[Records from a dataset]
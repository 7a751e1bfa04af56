use clap::Parser;
use training::{run, RunArgs};
use tracing_subscriber::EnvFilter;

fn main() -> anyhow::Result<()> {
    tracing_subscriber::fmt()
        .with_env_filter(EnvFilter::try_from_default_env().unwrap_or_else(|_| EnvFilter::new("info")))
        .init();
    let args = RunArgs::parse();
    run(args)
}
//! Image decoding, dataset-specific cropping, and resampling.

use crate::types::{DatasetError, DatasetResult, Dataset, ImageTensor, TargetSize};
use image::{DynamicImage, ImageFormat};
use std::fs;
use std::path::Path;

/// Decoder selected from the trailing characters of a path.
#[derive(Debug, Clone, Copy, PartialEq, Eq)]
pub enum ImageFormatHint {
    Jpeg,
    /// Fallback for every extension other than `jpg`.
    Png,
}

impl ImageFormatHint {
    /// Case-sensitive match on the last three characters: `jpg` selects JPEG,
    /// anything else (including `JPG` and `jpeg`) falls back to PNG.
    pub fn from_path(path: &Path) -> Self {
        if has_suffix(path, "jpg") {
            ImageFormatHint::Jpeg
        } else {
            ImageFormatHint::Png
        }
    }

    fn format(self) -> ImageFormat {
        match self {
            ImageFormatHint::Jpeg => ImageFormat::Jpeg,
            ImageFormatHint::Png => ImageFormat::Png,
        }
    }
}

pub(crate) fn has_suffix(path: &Path, suffix: &str) -> bool {
    path.to_str().is_some_and(|s| s.ends_with(suffix))
}

pub fn decode(bytes: &[u8], hint: ImageFormatHint) -> Result<DynamicImage, image::ImageError> {
    image::load_from_memory_with_format(bytes, hint.format())
}

pub(crate) fn read_bytes(path: &Path) -> DatasetResult<Vec<u8>> {
    fs::read(path).map_err(|source| DatasetError::Io {
        path: path.to_path_buf(),
        source,
    })
}

/// Rows kept after removing the bottom fifth: `(h * 4) / 5`.
pub fn cropped_height(dataset: Dataset, height: usize) -> usize {
    match dataset {
        Dataset::Cityscapes => (height * 4) / 5,
        Dataset::Kitti => height,
    }
}

/// [`cropped_height`] for a decoded file; fails when the crop leaves no rows.
pub(crate) fn kept_rows(path: &Path, dataset: Dataset, height: usize) -> DatasetResult<usize> {
    match cropped_height(dataset, height) {
        0 => Err(DatasetError::Config(format!(
            "{}: {height} row(s) leave nothing after the {dataset} crop",
            path.display()
        ))),
        keep => Ok(keep),
    }
}

/// Decode an RGB image, apply the dataset crop, and area-resize to `target`.
pub fn read_image(path: &Path, target: TargetSize, dataset: Dataset) -> DatasetResult<ImageTensor> {
    let bytes = read_bytes(path)?;
    let hint = ImageFormatHint::from_path(path);
    let img = decode(&bytes, hint).map_err(|source| DatasetError::Image {
        path: path.to_path_buf(),
        source,
    })?;
    let rgb = img.to_rgb8();
    let (w, h) = rgb.dimensions();
    let (w, h) = (w as usize, h as usize);
    let keep = kept_rows(path, dataset, h)?;
    let data: Vec<f32> = rgb.as_raw()[..keep * w * 3]
        .iter()
        .map(|&v| v as f32 / 255.0)
        .collect();
    let src = ImageTensor::from_vec(keep, w, 3, data);
    Ok(resize_area(&src, target.height as usize, target.width as usize))
}

/// Per-output-index list of `(source index, overlap)` for area resampling.
fn area_spans(in_len: usize, out_len: usize) -> Vec<Vec<(usize, f32)>> {
    let scale = in_len as f64 / out_len as f64;
    (0..out_len)
        .map(|o| {
            let start = o as f64 * scale;
            let end = (o + 1) as f64 * scale;
            let first = start.floor() as usize;
            let last = (end.ceil() as usize).min(in_len);
            (first..last)
                .filter_map(|i| {
                    let lo = start.max(i as f64);
                    let hi = end.min((i + 1) as f64);
                    (hi > lo).then(|| (i, (hi - lo) as f32))
                })
                .collect()
        })
        .collect()
}

/// Area-averaging resize: every output pixel is the mean of the source area it covers.
pub fn resize_area(src: &ImageTensor, out_h: usize, out_w: usize) -> ImageTensor {
    if src.height == out_h && src.width == out_w {
        return src.clone();
    }
    let c = src.channels;
    let ys = area_spans(src.height, out_h);
    let xs = area_spans(src.width, out_w);

    // Columns first, then rows.
    let mut tmp = vec![0.0f32; src.height * out_w * c];
    for y in 0..src.height {
        for (ox, span) in xs.iter().enumerate() {
            let norm: f32 = span.iter().map(|(_, w)| w).sum();
            for ch in 0..c {
                let acc: f32 = span.iter().map(|&(x, w)| src.at(y, x, ch) * w).sum();
                tmp[(y * out_w + ox) * c + ch] = acc / norm;
            }
        }
    }
    let mut out = vec![0.0f32; out_h * out_w * c];
    for (oy, span) in ys.iter().enumerate() {
        let norm: f32 = span.iter().map(|(_, w)| w).sum();
        for ox in 0..out_w {
            for ch in 0..c {
                let acc: f32 = span
                    .iter()
                    .map(|&(y, w)| tmp[(y * out_w + ox) * c + ch] * w)
                    .sum();
                out[(oy * out_w + ox) * c + ch] = acc / norm;
            }
        }
    }
    ImageTensor::from_vec(out_h, out_w, c, out)
}

/// Source index for nearest-neighbour sampling (no corner alignment, no half-pixel offset).
#[inline]
pub(crate) fn nearest_index(out_idx: usize, in_len: usize, out_len: usize) -> usize {
    let scale = in_len as f64 / out_len as f64;
    ((out_idx as f64 * scale).floor() as usize).min(in_len - 1)
}

#[cfg(test)]
mod tests {
    use super::*;
    use std::path::PathBuf;

    #[test]
    fn extension_dispatch_is_case_sensitive() {
        assert_eq!(
            ImageFormatHint::from_path(&PathBuf::from("a/b/000000_10.jpg")),
            ImageFormatHint::Jpeg
        );
        assert_eq!(
            ImageFormatHint::from_path(&PathBuf::from("a/b/000000_10.JPG")),
            ImageFormatHint::Png
        );
        assert_eq!(
            ImageFormatHint::from_path(&PathBuf::from("frame.png")),
            ImageFormatHint::Png
        );
        assert_eq!(
            ImageFormatHint::from_path(&PathBuf::from("frame.bmp")),
            ImageFormatHint::Png
        );
    }

    #[test]
    fn cityscapes_crop_rounds_down() {
        assert_eq!(cropped_height(Dataset::Cityscapes, 1024), 819);
        assert_eq!(cropped_height(Dataset::Cityscapes, 7), 5);
        assert_eq!(cropped_height(Dataset::Kitti, 7), 7);
    }

    #[test]
    fn area_downsample_averages_blocks() {
        let src = ImageTensor::from_vec(2, 4, 1, vec![0.0, 1.0, 2.0, 3.0, 4.0, 5.0, 6.0, 7.0]);
        let out = resize_area(&src, 1, 2);
        assert!((out.at(0, 0, 0) - 2.5).abs() < 1e-6);
        assert!((out.at(0, 1, 0) - 4.5).abs() < 1e-6);
    }

    #[test]
    fn area_handles_fractional_coverage() {
        let src = ImageTensor::from_vec(1, 3, 1, vec![0.0, 3.0, 6.0]);
        let out = resize_area(&src, 1, 2);
        // [0, 1.5) -> (0*1 + 3*0.5) / 1.5, [1.5, 3) -> (3*0.5 + 6*1) / 1.5
        assert!((out.at(0, 0, 0) - 1.0).abs() < 1e-5);
        assert!((out.at(0, 1, 0) - 5.0).abs() < 1e-5);
    }

    #[test]
    fn area_upsample_replicates() {
        let src = ImageTensor::from_vec(1, 2, 1, vec![0.25, 0.75]);
        let out = resize_area(&src, 2, 4);
        assert_eq!(out.data, vec![0.25, 0.25, 0.75, 0.75, 0.25, 0.25, 0.75, 0.75]);
    }

    #[test]
    fn nearest_index_floors() {
        assert_eq!(nearest_index(0, 10, 4), 0);
        assert_eq!(nearest_index(1, 10, 4), 2);
        assert_eq!(nearest_index(3, 10, 4), 7);
        assert_eq!(nearest_index(3, 2, 4), 1);
    }
}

> [To do]
Once you have checked the entries above, say how many lines include the word "last", and nothing beyond the number.

> [Your solution]
3